Wes Anderson, Martin Scorsese, and Judd Apatow are all fans

The Clash In Movies
The Royal Tenenbaums (Touchstone Pictures)

    This feature originally ran in April 2017, but we’re dusting it off for Punk Week.

    What really made The Clash “the only band that matters” was their ability to evolve. Over six studio albums, Joe Strummer, Mick Jones, Paul Simonon, and Topper Headon proved that punk rock wasn’t being confined to power chords and lots of spit.

    It meant taking societal conflicts and themes and pouring them into a variety of sounds and stories that connected with the people at any given time, which is why they eventually went from a blitzkrieg of noise on their 1977 self-titled debut to reggae, dub, funk, ska and rockabilly over the five albums that followed.

    Because they were so varied — seriously, listen to “White Riot,” then “Rock the Casbah,” then “The Magnificent Seven,” and then something like “Straight to Hell” or “Sean Flynn,” it’s unreal — The Clash have long been ideal for celluloid.


    Their range of sounds can soundtrack a number of scenes, and they have over the years, though not as many as you might think. In fact, it wasn’t until the ’90s that producers (and, ahem, Strummer himself) became hip to the idea that The Clash were ideal for the cinema. Since then, they’ve graced both living rooms and theaters alike.

    Ahead, we put together 10 songs by The Clash that really amped up a handful of great (and exceptional) films, including one that doubled-down on the boyos to perfection. Since we’re focusing solely on films, we unfortunately left off a number of ideal and iconic appearances on the small screen, from “Train in Vain” offering a nice aural metaphor in season five of The Wire to “Should I Stay or Should I Go?” terrifying Winona Ryder in the first season of Stranger Things.

    Rest assured, these moments were in our heads the whole time, but sadly, they don’t belong on this list.


    So, put down the “Remote Control,” click ahead, and try not to be too “Hateful…”
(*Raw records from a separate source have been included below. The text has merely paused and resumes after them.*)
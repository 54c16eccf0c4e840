//! Dependency constraint tokens.

use std::fmt::{Display, Formatter};

use serde::Serialize;
use strum::IntoEnumIterator;

use crate::VersionComparison;

/// A parsed dependency constraint token.
///
/// A constraint takes the form `[!]name[@pin][op version]`:
///
/// - a leading `!` negates the constraint (the named package must *not* be
///   installed),
/// - an `@pin` suffix on the name restricts or prefers candidates from the
///   index carrying that label,
/// - an operator (see [`VersionComparison`]) and version restrict the
///   acceptable versions; without them any version is acceptable.
///
/// Parsing is infallible: input that does not match the grammar degrades to
/// a name-only constraint accepting any version. The `version` field keeps
/// the raw string and is only validated when a comparison is evaluated.
///
/// ## Examples
/// ```
/// use apk_types::{Constraint, VersionComparison};
///
/// let constraint = Constraint::parse("!curl@edge<8.5.0");
/// assert!(constraint.negated);
/// assert_eq!(constraint.name, "curl");
/// assert_eq!(constraint.pin.as_deref(), Some("edge"));
/// assert_eq!(constraint.comparison, Some(VersionComparison::Less));
/// assert_eq!(constraint.version, "8.5.0");
/// assert_eq!("!curl@edge<8.5.0", format!("{constraint}"));
/// ```
#[derive(Clone, Debug, Eq, PartialEq, Serialize)]
pub struct Constraint {
    /// Whether the constraint is negated (leading `!`).
    pub negated: bool,
    /// The name of the required package or virtual.
    pub name: String,
    /// The label of the index the constraint is pinned to, if any.
    pub pin: Option<String>,
    /// The comparison against `version`; `None` accepts any version.
    pub comparison: Option<VersionComparison>,
    /// The raw required version; empty when no comparison is present.
    pub version: String,
}

impl Constraint {
    /// Parses a constraint token.
    ///
    /// Never fails; ill-formed input yields a name-only constraint.
    pub fn parse(token: &str) -> Self {
        let (negated, rest) = match token.strip_prefix('!') {
            Some(rest) => (true, rest),
            None => (false, token),
        };

        // NOTE: The operator splitting relies on the specific ordering of
        // the VersionComparison variants (which orders two-character
        // comparators over one-character ones)!
        let mut split = None;
        for comparison in VersionComparison::iter() {
            if let Some((name_part, version)) = rest.split_once(comparison.as_ref()) {
                split = Some((name_part, Some(comparison), version.to_string()));
                break;
            }
        }
        let (name_part, comparison, version) = split.unwrap_or((rest, None, String::new()));

        let (name, pin) = match name_part.split_once('@') {
            Some((name, pin)) => (name.to_string(), Some(pin.to_string())),
            None => (name_part.to_string(), None),
        };

        Self {
            negated,
            name,
            pin,
            comparison,
            version,
        }
    }

    /// Returns the constraint with its negation stripped.
    pub fn stripped(&self) -> Constraint {
        Constraint {
            negated: false,
            ..self.clone()
        }
    }
}

impl From<&str> for Constraint {
    /// Creates a [`Constraint`] from a string slice via [`Constraint::parse`].
    fn from(token: &str) -> Self {
        Self::parse(token)
    }
}

impl Display for Constraint {
    fn fmt(&self, fmt: &mut Formatter) -> std::fmt::Result {
        if self.negated {
            write!(fmt, "!")?;
        }
        write!(fmt, "{}", self.name)?;
        if let Some(pin) = &self.pin {
            write!(fmt, "@{pin}")?;
        }
        if let Some(comparison) = self.comparison {
            write!(fmt, "{}{}", comparison, self.version)?;
        }
        Ok(())
    }
}
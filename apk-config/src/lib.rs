#![doc = include_str!("../README.md")]
#![forbid(unsafe_code)]

mod architecture;
pub use architecture::read_architecture;
pub use architecture::write_architecture;

mod error;
pub use error::Error;

mod keys;
pub use keys::SigningKey;
pub use keys::read_keys;

mod repositories;
pub use repositories::Repositories;
pub use repositories::Repository;
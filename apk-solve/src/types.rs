//! Types specific to the dependency resolver.

use std::{
    collections::HashMap,
    sync::{
        Arc,
        atomic::{AtomicBool, Ordering},
    },
};

use apk_types::Package;

/// A package paired with the label of the index it came from.
///
/// The pin identifies the candidate's provenance for filtering and
/// comparison; candidates from unlabeled indexes carry an empty pin. The
/// `id` is unique per package within one resolver and serves as the
/// candidate's identity: the same package registered under several names
/// (via its provider tokens) shares one `id`.
#[derive(Clone, Debug)]
pub(crate) struct PinnedPackage {
    /// The candidate's identity within its resolver.
    pub(crate) id: usize,
    /// The package metadata.
    pub(crate) package: Arc<Package>,
    /// The label of the index the package came from.
    pub(crate) pin: String,
}

/// The candidates eliminated during one resolution, with the reason each
/// was eliminated.
///
/// Disqualification is permanent for the lifetime of the set: once a
/// candidate is recorded it is invisible to every subsequent filter pass,
/// and its reason is never overwritten.
#[derive(Debug, Default)]
pub struct Disqualified {
    reasons: HashMap<usize, String>,
}

impl Disqualified {
    /// Creates a new, empty set.
    pub fn new() -> Self {
        Self::default()
    }

    /// Records `reason` for a candidate, unless one is already recorded.
    ///
    /// The first reason wins; all writes go through this method.
    pub(crate) fn insert(&mut self, id: usize, reason: String) {
        self.reasons.entry(id).or_insert(reason);
    }

    /// Returns `true` if the candidate has been disqualified.
    pub(crate) fn contains(&self, id: usize) -> bool {
        self.reasons.contains_key(&id)
    }

    /// Returns the reason the candidate was disqualified, if any.
    pub(crate) fn reason(&self, id: usize) -> Option<&str> {
        self.reasons.get(&id).map(String::as_str)
    }

    /// Returns the number of disqualified candidates.
    pub fn len(&self) -> usize {
        self.reasons.len()
    }

    /// Returns `true` if no candidate has been disqualified.
    pub fn is_empty(&self) -> bool {
        self.reasons.is_empty()
    }
}

/// A handle to cancel an ongoing resolution.
///
/// The handle is cheap to clone and may be triggered from another thread;
/// the resolver checks it opportunistically before long candidate scans and
/// fails with [`crate::Error::Cancelled`] once it fires.
///
/// ## Examples
/// ```
/// use apk_solve::Cancellation;
///
/// let cancellation = Cancellation::new();
/// assert!(!cancellation.is_cancelled());
///
/// cancellation.cancel();
/// assert!(cancellation.is_cancelled());
/// ```
#[derive(Clone, Debug, Default)]
pub struct Cancellation {
    cancelled: Arc<AtomicBool>,
}

impl Cancellation {
    /// Creates a new handle that has not been cancelled.
    pub fn new() -> Self {
        Self::default()
    }

    /// Requests cancellation of every resolution holding this handle.
    pub fn cancel(&self) {
        self.cancelled.store(true, Ordering::Relaxed);
    }

    /// Returns `true` if cancellation has been requested.
    pub fn is_cancelled(&self) -> bool {
        self.cancelled.load(Ordering::Relaxed)
    }
}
    10. “Police on My Back”

    Knocked Up (2007)

    God bless Judd Apatow. The guy clearly appreciates the power and diversity of Sandinista!, the band’s cruelly underrated 1980 triple album that bafflingly remains polarizing among fans. Case in point: Both 2007’s Knocked Up (“Police on My Back”) and 2009’s Funny People (“Junco Partner”) pull from the album, though if we’re splitting hairs, the former wins out. Sure, it’s a cover of The Equals’ deep cut of the same name, but there’s no denying how Jones and Strummer’s double-guitar work embellishes the stress and tension of the titular scene in question.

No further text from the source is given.